Une conclusion s'impose donc. Si on croit que les politiques budgétaires sont efficaces et que les dépenses publiques peuvent contribuer à cette efficacité, le choix de normes des dépenses publiques, sans considération du contexte économique, n'est pas opportun.

I. LA CONTRIBUTION DES DÉPENSES PUBLIQUES À LA CROISSANCE : POUR UN VRAI DÉBAT

La pensée économique classique, depuis ses origines philosophiques à aujourd'hui, est traversée par l'idée que l'intervention publique exerce généralement des effets défavorables en réduisant le rythme de croissance.

Mais, cette tradition n'a jamais porté de condamnation absolue de l'intervention publique, sauf en certaines de ses composantes radicales, plutôt récentes. Au contraire, elle a jeté les bases théoriques de sa justification sans, il est vrai, en explorer totalement l'ampleur 62 ( * ) .

Longtemps, cette sorte « d'abstention intellectuelle » a prévalu, fondant des principes selon lesquels l'intervention publique devait être rare. Plus récemment, après la révolution keynésienne axée sur l'action conjoncturelle stabilisatrice de l'État, celui-ci s'est vu reconnaître un rôle déterminant plus structurel, sur le rythme de la croissance économique. En bref, l'exception est devenue la règle.
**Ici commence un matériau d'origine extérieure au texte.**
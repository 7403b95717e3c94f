//! Boundary checks shared by the pricers.
//!
//! All of them run before any formula is evaluated so that a bad argument is
//! reported as [`PricingError::InvalidInput`] instead of surfacing later as a
//! NaN price.

use crate::error::PricingError;
use crate::error::PricingResult;

pub fn ensure_finite(name: &str, value: f64) -> PricingResult<f64> {
  if value.is_finite() {
    Ok(value)
  } else {
    Err(PricingError::invalid_input(format!(
      "{name} must be finite, got {value}"
    )))
  }
}

pub fn ensure_positive(name: &str, value: f64) -> PricingResult<f64> {
  ensure_finite(name, value)?;
  if value > 0.0 {
    Ok(value)
  } else {
    Err(PricingError::invalid_input(format!(
      "{name} must be > 0, got {value}"
    )))
  }
}

pub fn ensure_non_negative(name: &str, value: f64) -> PricingResult<f64> {
  ensure_finite(name, value)?;
  if value >= 0.0 {
    Ok(value)
  } else {
    Err(PricingError::invalid_input(format!(
      "{name} must be >= 0, got {value}"
    )))
  }
}

pub fn ensure_count(name: &str, value: usize) -> PricingResult<usize> {
  if value >= 1 {
    Ok(value)
  } else {
    Err(PricingError::invalid_input(format!("{name} must be >= 1")))
  }
}

/// Spot, strike and volatility strictly positive, rate finite, maturity non-negative.
pub fn ensure_market(s: f64, v: f64, k: f64, r: f64, tau: f64) -> PricingResult<()> {
  ensure_positive("spot", s)?;
  ensure_positive("strike", k)?;
  ensure_positive("volatility", v)?;
  ensure_finite("rate", r)?;
  ensure_non_negative("maturity", tau)?;
  Ok(())
}

#[cfg(test)]
mod tests {
  use super::*;

  #[test]
  fn positive_rejects_zero_negative_and_nan() {
    assert!(ensure_positive("spot", 1.0).is_ok());
    for bad in [0.0, -1.0, f64::NAN, f64::INFINITY] {
      assert!(matches!(
        ensure_positive("spot", bad),
        Err(PricingError::InvalidInput(_))
      ));
    }
  }

  #[test]
  fn non_negative_accepts_zero() {
    assert_eq!(ensure_non_negative("maturity", 0.0), Ok(0.0));
    assert!(ensure_non_negative("maturity", -1e-9).is_err());
  }

  #[test]
  fn count_rejects_zero() {
    assert!(ensure_count("steps", 0).is_err());
    assert_eq!(ensure_count("steps", 3), Ok(3));
  }

  #[test]
  fn market_message_names_the_offending_field() {
    let err = ensure_market(100.0, 0.2, -5.0, 0.05, 1.0).unwrap_err();
    assert!(err.to_string().contains("strike"));
  }
}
A. UNE INTERVENTION PUBLIQUE QUI N'EST JUSTIFIÉE QU'EXCEPTIONNELLEMENT DANS LA PENSÉE CLASSIQUE

1. Les deux piliers de la pensée classique jouent contre l'intervention publique

Dans les approches classiques, le rythme de croissance est le résultat du produit de l'augmentation de la population et de l'investissement compte tenu de leurs efficacités propres (leur productivité). Ces variations sont elles-mêmes tributaires des préférences des agents économiques (de leurs « utilités »).

C'est l' individu rationnel qui, in fine , est le dépositaire de la prospérité économique.

Dans un tel contexte, les dépenses publiques, réalisées par l'État, ne peuvent que troubler le jeu privé des agents économiques en dégradant leur productivité ou/et en réduisant les incitations qui les environnent à participer à la production. En bref, à supposer que les dépenses publiques puissent avoir quelques effets favorables ceux-ci doivent, au total, être appréhendés en fonction des distorsions qu'elles impliquent, qui ont toutes chances de l'emporter.

Ici, doit être ajoutée au modèle classique, qui souligne l'efficacité économique des choix des individus rationnels, un deuxième de ses piliers : la méfiance envers l'État , qui provient d'une analyse de l'État comme agent prédateur, qui, du fait de sa puissance peut accomplir ses desseins sans se plier aux saines règles de la concurrence qui transforment la confrontation des intérêts privés en source de progrès économiques.

Cette critique de l'État est au fondement de deux courants de pensée que tout oppose a priori , mais qui portent toutes deux une condamnation systématique de l'intervention publique : le marxisme radical et « l'Ecole du Public Choice », d'inspiration ultra-libérale et anti-étatique .

S'agissant du marxisme radical , la critique de la dépense publique prolonge l'analyse de l'État comme « comité exécutif de la bourgeoisie » . Les dépenses publiques, qui contribuent à entretenir l'appareil répressif de l'État (police, justice...), ont par ailleurs un rôle économique majeur dans la viabilisation du système capitaliste. Elles ont pour objet de relever le taux de profit des capitaux privés qui, sans elles, serait voué à une décroissance fatale au capitalisme.

Mais en exerçant ce rôle, l'État profite à une frange des classes sociales mais nullement à l'ensemble de la société.

S'agissant de « l' Ecole du Public Choice », (« l'Ecole de la décision publique »), la critique de la dépense publique qu'elle porte pousse à son summum l'inspiration anti-étatique des théories classiques libérales. L'État n'intervient que pour servir les intérêts propres à son être - la bureaucratie entendue au sens le plus large - et ses interventions créent plus de problèmes qu'elles n'en résolvent.

A côté de la branche anti-étatiste absolue, le tronc du libéralisme classique a toujours comporté des rameaux portant des justifications à l'intervention publique.

* 62 C'est d'ailleurs le débat sur celle-ci qui distingue souvent les forces politiques qui se placent dans le cadre du paradigme individualiste.